Our scope is to map out market around small scale building, basically the construction of shacks. We based our research and prototype in the township of Nyanga.
Apart the work and studies at Kaospilots, I go to the beach, exercise, drink South African wines! And I’m very happy to find places in Cape Town for salsa, kizomba and bachata! I love latino songs!
What are they doing that inspires you?
Businesses for the base of pyramid are always unique because of the challenges around low-income communities. And it’s not different in the townships! Financial constraints, cultural particularities, lack of infrastructure, historical segregation in South Africa. If you don’t pay attention to such aspects, you’ll never understand how the money circulates in the townships.

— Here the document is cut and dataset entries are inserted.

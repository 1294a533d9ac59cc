//! JSON-RPC 2.0 message types and classification.
//!
//! Inbound bytes are decoded to an untyped [`serde_json::Value`] first and
//! then classified by field presence: `method` + `id` is a request, `method`
//! without `id` is a notification, `id` with exactly one of `result`/`error`
//! is a response. Anything else is malformed and rejected so the transport
//! can drop it and keep reading.

use serde::{Deserialize, Deserializer, Serialize};
use serde_json::Value;
use std::fmt;
use thiserror::Error;

/// JSON-RPC protocol version string carried by every message.
pub const JSONRPC_VERSION: &str = "2.0";

/// Standard JSON-RPC 2.0 error codes.
pub mod error_codes {
    pub const PARSE_ERROR: i64 = -32700;
    pub const INVALID_REQUEST: i64 = -32600;
    pub const METHOD_NOT_FOUND: i64 = -32601;
    pub const INVALID_PARAMS: i64 = -32602;
    pub const INTERNAL_ERROR: i64 = -32603;
}

/// A request identifier. JSON-RPC permits strings and integers; this
/// implementation always mints strings but accepts either from peers.
#[derive(Debug, Clone, PartialEq, Eq, Hash, Serialize, Deserialize)]
#[serde(untagged)]
pub enum RequestId {
    String(String),
    Number(i64),
}

impl RequestId {
    /// Canonical map key for correlation. Numbers and their decimal string
    /// form collide by design: peers must echo ids verbatim, and this
    /// implementation only mints strings.
    pub fn to_key(&self) -> String {
        match self {
            RequestId::String(s) => s.clone(),
            RequestId::Number(n) => n.to_string(),
        }
    }
}

impl fmt::Display for RequestId {
    fn fmt(&self, f: &mut fmt::Formatter<'_>) -> fmt::Result {
        match self {
            RequestId::String(s) => write!(f, "{}", s),
            RequestId::Number(n) => write!(f, "{}", n),
        }
    }
}

impl From<&str> for RequestId {
    fn from(s: &str) -> Self {
        RequestId::String(s.to_string())
    }
}

impl From<String> for RequestId {
    fn from(s: String) -> Self {
        RequestId::String(s)
    }
}

impl From<i64> for RequestId {
    fn from(n: i64) -> Self {
        RequestId::Number(n)
    }
}

/// A JSON-RPC request: expects exactly one response with the same id.
#[derive(Debug, Clone, Serialize, Deserialize)]
pub struct JsonRpcRequest {
    pub jsonrpc: String,
    pub id: RequestId,
    pub method: String,
    #[serde(skip_serializing_if = "Option::is_none")]
    pub params: Option<Value>,
}

impl JsonRpcRequest {
    pub fn new(id: impl Into<RequestId>, method: impl Into<String>, params: Option<Value>) -> Self {
        Self {
            jsonrpc: JSONRPC_VERSION.to_string(),
            id: id.into(),
            method: method.into(),
            params,
        }
    }
}

/// A JSON-RPC notification: fire-and-forget, never answered.
#[derive(Debug, Clone, Serialize, Deserialize)]
pub struct JsonRpcNotification {
    pub jsonrpc: String,
    pub method: String,
    #[serde(skip_serializing_if = "Option::is_none")]
    pub params: Option<Value>,
}

impl JsonRpcNotification {
    pub fn new(method: impl Into<String>, params: Option<Value>) -> Self {
        Self {
            jsonrpc: JSONRPC_VERSION.to_string(),
            method: method.into(),
            params,
        }
    }
}

/// The `error` member of an error response.
#[derive(Debug, Clone, PartialEq, Serialize, Deserialize)]
pub struct JsonRpcErrorObject {
    pub code: i64,
    pub message: String,
    #[serde(skip_serializing_if = "Option::is_none")]
    pub data: Option<Value>,
}

impl JsonRpcErrorObject {
    pub fn new(code: i64, message: impl Into<String>, data: Option<Value>) -> Self {
        Self {
            code,
            message: message.into(),
            data,
        }
    }

    pub fn method_not_found(method: &str) -> Self {
        Self::new(
            error_codes::METHOD_NOT_FOUND,
            format!("Method not found: {}", method),
            None,
        )
    }

    pub fn invalid_params(message: impl Into<String>) -> Self {
        Self::new(error_codes::INVALID_PARAMS, message, None)
    }

    pub fn internal_error(message: impl Into<String>) -> Self {
        Self::new(error_codes::INTERNAL_ERROR, message, None)
    }
}

impl fmt::Display for JsonRpcErrorObject {
    fn fmt(&self, f: &mut fmt::Formatter<'_>) -> fmt::Result {
        write!(f, "{} ({})", self.message, self.code)
    }
}

/// A JSON-RPC response. Constructors guarantee that exactly one of
/// `result`/`error` is present; void results are carried as `result: null`.
#[derive(Debug, Clone, Serialize, Deserialize)]
pub struct JsonRpcResponse {
    pub jsonrpc: String,
    pub id: RequestId,
    #[serde(skip_serializing_if = "Option::is_none")]
    pub result: Option<Value>,
    #[serde(skip_serializing_if = "Option::is_none")]
    pub error: Option<JsonRpcErrorObject>,
}

impl JsonRpcResponse {
    pub fn success(id: impl Into<RequestId>, result: Value) -> Self {
        Self {
            jsonrpc: JSONRPC_VERSION.to_string(),
            id: id.into(),
            result: Some(result),
            error: None,
        }
    }

    pub fn error(id: impl Into<RequestId>, error: JsonRpcErrorObject) -> Self {
        Self {
            jsonrpc: JSONRPC_VERSION.to_string(),
            id: id.into(),
            result: None,
            error: Some(error),
        }
    }

    pub fn is_error(&self) -> bool {
        self.error.is_some()
    }
}

/// Why an inbound payload could not be classified as a protocol message.
#[derive(Debug, Error)]
pub enum ClassifyError {
    #[error("invalid JSON: {0}")]
    Json(#[from] serde_json::Error),

    #[error("batch messages are not supported")]
    Batch,

    #[error("message is not a JSON object")]
    NotAnObject,

    #[error("missing or unsupported jsonrpc version")]
    InvalidVersion,

    #[error("message has neither a routable method nor a result/error pair")]
    Unclassifiable,
}

/// One protocol message: request, notification, or response.
///
/// Serialization is untagged (each variant carries its own shape);
/// deserialization goes through [`JsonRpcMessage::from_value`] so that
/// malformed frames surface a [`ClassifyError`] instead of a best-effort
/// guess.
#[derive(Debug, Clone, Serialize)]
#[serde(untagged)]
pub enum JsonRpcMessage {
    Request(JsonRpcRequest),
    Notification(JsonRpcNotification),
    Response(JsonRpcResponse),
}

impl JsonRpcMessage {
    /// Classify a decoded-but-untyped payload into a typed message.
    pub fn from_value(value: Value) -> Result<Self, ClassifyError> {
        if value.is_array() {
            return Err(ClassifyError::Batch);
        }
        let object = value.as_object().ok_or(ClassifyError::NotAnObject)?;

        match object.get("jsonrpc").and_then(Value::as_str) {
            Some(JSONRPC_VERSION) => {}
            _ => return Err(ClassifyError::InvalidVersion),
        }

        let has_id = object.contains_key("id");
        let has_method = object.contains_key("method");

        if has_method && has_id {
            Ok(JsonRpcMessage::Request(serde_json::from_value(value)?))
        } else if has_method {
            Ok(JsonRpcMessage::Notification(serde_json::from_value(value)?))
        } else if has_id {
            // Tolerate peers that serialize the unused member as an explicit
            // null, and `result: null` alone as a void success.
            let result = object.get("result").map(|v| !v.is_null()).unwrap_or(false);
            let error = object.get("error").map(|v| !v.is_null()).unwrap_or(false);
            let void_result = matches!(object.get("result"), Some(Value::Null));
            if result && error {
                Err(ClassifyError::Unclassifiable)
            } else if result || error || void_result {
                Ok(JsonRpcMessage::Response(serde_json::from_value(value)?))
            } else {
                Err(ClassifyError::Unclassifiable)
            }
        } else {
            Err(ClassifyError::Unclassifiable)
        }
    }

    /// Parse and classify one JSON text frame.
    pub fn from_json(text: &str) -> Result<Self, ClassifyError> {
        let value: Value = serde_json::from_str(text)?;
        Self::from_value(value)
    }

    pub fn method(&self) -> Option<&str> {
        match self {
            JsonRpcMessage::Request(r) => Some(&r.method),
            JsonRpcMessage::Notification(n) => Some(&n.method),
            JsonRpcMessage::Response(_) => None,
        }
    }

    pub fn id(&self) -> Option<&RequestId> {
        match self {
            JsonRpcMessage::Request(r) => Some(&r.id),
            JsonRpcMessage::Notification(_) => None,
            JsonRpcMessage::Response(r) => Some(&r.id),
        }
    }
}

impl<'de> Deserialize<'de> for JsonRpcMessage {
    fn deserialize<D>(deserializer: D) -> Result<Self, D::Error>
    where
        D: Deserializer<'de>,
    {
        let value = Value::deserialize(deserializer)?;
        JsonRpcMessage::from_value(value).map_err(serde::de::Error::custom)
    }
}

impl From<JsonRpcRequest> for JsonRpcMessage {
    fn from(request: JsonRpcRequest) -> Self {
        JsonRpcMessage::Request(request)
    }
}

impl From<JsonRpcNotification> for JsonRpcMessage {
    fn from(notification: JsonRpcNotification) -> Self {
        JsonRpcMessage::Notification(notification)
    }
}

impl From<JsonRpcResponse> for JsonRpcMessage {
    fn from(response: JsonRpcResponse) -> Self {
        JsonRpcMessage::Response(response)
    }
}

The business ecosystem operates in a way not understandable for the traditional business approach. One extra particularity, it operates under informality in most of the cases. How would you serve clients in townships demanding documents, proof of income and thousands of bureaucracies?
What are you (as a group) contributing with in this project?
Our task as a group is to map out the market for small-scale builders in the townships. Like many particularities you find in developing countries, the townships by themselves are huge markets full of business opportunities. In Nyanga, where we were basing our prototype, there are about 2 million people living.
How to serve customers with low-income, no stable job and no banking account? On the video below, a shack being built. What improvements to address for such constructions? What really matters for the people who live in shacks?
Due to an incident of robbing towards 3 of my colleagues while in Nyanga, we had to change our plans to don’t go there anymore. Unfortunately, crime is an issue in Cape Town and foreigners in a township are easy target by the criminals.
Anyway, we’re on the road and searching for alternatives to address how existing shacks can be upgraded. The challenge to understand the cultural aspects in the townships, their struggles and what is valuable for them is pushing for different approaches than usual business do.
What is the biggest insight of doing this project (from you or and the partner)?
Why is easy to get credit to buy a car, clothes, mobile phone? Why is almost impossible for a low-income citizen get a credit even to start a business?
People in townships live by today: carry the enough for today, buy only what they need for today… What would you do with no bank account, low-income and no fridge at home?
What else to say?
No romantic idea about Cape Town! Just don’t be silly and naïve, you can manage with the lack of security in the city. Social inequality in South Africa is huge, be aware to don’t flash valuable objects and where you put your shoes!